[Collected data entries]
━━━━━━━━━━
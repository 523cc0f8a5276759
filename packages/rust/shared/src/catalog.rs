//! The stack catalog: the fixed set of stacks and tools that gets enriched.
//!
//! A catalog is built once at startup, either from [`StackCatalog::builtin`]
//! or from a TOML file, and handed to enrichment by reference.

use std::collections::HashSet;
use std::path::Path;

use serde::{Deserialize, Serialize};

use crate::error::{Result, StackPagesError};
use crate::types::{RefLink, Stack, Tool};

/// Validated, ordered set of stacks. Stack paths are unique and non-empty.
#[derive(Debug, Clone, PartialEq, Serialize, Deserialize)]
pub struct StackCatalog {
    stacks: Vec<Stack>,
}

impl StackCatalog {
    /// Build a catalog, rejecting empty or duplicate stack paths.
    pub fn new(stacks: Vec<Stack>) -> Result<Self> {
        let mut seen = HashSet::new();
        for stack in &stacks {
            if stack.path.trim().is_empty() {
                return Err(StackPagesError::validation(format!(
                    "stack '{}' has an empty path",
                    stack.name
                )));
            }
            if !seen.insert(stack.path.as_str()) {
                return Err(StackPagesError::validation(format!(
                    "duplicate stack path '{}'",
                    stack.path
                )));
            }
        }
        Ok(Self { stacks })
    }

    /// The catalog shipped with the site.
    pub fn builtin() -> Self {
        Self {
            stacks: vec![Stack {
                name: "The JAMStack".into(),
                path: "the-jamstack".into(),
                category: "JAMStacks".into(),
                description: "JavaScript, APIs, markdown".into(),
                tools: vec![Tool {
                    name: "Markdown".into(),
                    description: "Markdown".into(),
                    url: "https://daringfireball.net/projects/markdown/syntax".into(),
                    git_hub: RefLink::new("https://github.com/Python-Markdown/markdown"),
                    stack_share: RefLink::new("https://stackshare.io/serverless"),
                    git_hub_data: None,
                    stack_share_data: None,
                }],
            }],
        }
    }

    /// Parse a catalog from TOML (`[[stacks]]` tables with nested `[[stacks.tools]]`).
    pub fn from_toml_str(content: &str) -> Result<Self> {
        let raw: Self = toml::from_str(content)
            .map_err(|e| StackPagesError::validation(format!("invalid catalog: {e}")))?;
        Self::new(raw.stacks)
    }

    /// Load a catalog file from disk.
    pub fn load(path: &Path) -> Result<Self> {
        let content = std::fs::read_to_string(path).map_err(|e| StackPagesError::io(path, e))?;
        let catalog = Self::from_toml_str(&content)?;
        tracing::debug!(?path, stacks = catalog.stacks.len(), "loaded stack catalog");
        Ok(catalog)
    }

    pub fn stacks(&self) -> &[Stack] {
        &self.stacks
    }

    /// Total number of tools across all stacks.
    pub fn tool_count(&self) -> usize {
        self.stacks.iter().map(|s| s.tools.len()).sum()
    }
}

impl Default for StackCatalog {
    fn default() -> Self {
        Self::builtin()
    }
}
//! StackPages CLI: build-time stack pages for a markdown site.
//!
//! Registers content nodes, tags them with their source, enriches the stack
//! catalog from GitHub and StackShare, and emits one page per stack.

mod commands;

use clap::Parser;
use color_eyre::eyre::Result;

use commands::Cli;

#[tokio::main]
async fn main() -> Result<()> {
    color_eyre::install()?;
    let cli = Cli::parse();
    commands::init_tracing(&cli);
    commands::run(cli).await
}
━━━━━━━━━━
WHAT YOU ARE ASKED TO DO.
Look through the entries above. Copy out every line holding the word "commands".

SOLUTION TO THE PROBLEM.
mod commands;
use commands::Cli;
    commands::init_tracing(&cli);
    commands::run(cli).await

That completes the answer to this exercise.